Records from a data source:
|---|

//! Proof-of-work search.
//!
//! A proof is the smallest integer above the previous proof that is a
//! multiple of both [`PROOF_DIVISOR`] and the previous proof. It is cheap to
//! check and gets slower to find as proofs grow, but it is a toy puzzle and
//! offers no cryptographic cost guarantee.

use super::PROOF_DIVISOR;
use crate::error::ChainError;

/// Find the next proof after `last_proof`.
///
/// Pure and lock-free, so it can run on a blocking worker while the chain
/// moves on; a stale result is simply refused by `Chain::append`.
pub fn search(last_proof: u64) -> Result<u64, ChainError> {
    if last_proof == 0 {
        return Err(ChainError::InvalidProof { last_proof });
    }
    let mut candidate = last_proof;
    loop {
        candidate = candidate
            .checked_add(1)
            .ok_or(ChainError::ProofOverflow { last_proof })?;
        if is_valid_proof(last_proof, candidate) {
            return Ok(candidate);
        }
    }
}

/// Two modulo checks; never divides by zero.
pub fn is_valid_proof(last_proof: u64, proof: u64) -> bool {
    last_proof > 0 && proof > last_proof && proof % PROOF_DIVISOR == 0 && proof % last_proof == 0
}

|---|

What is being asked: Using the data above, reproduce exactly the lines between those holding "use crate::error::ChainError;" and "moves on; a", inclusive, and no others.

Expected answer:
use crate::error::ChainError;

/// Find the next proof after `last_proof`.
///
/// Pure and lock-free, so it can run on a blocking worker while the chain
/// moves on; a stale result is simply refused by `Chain::append`.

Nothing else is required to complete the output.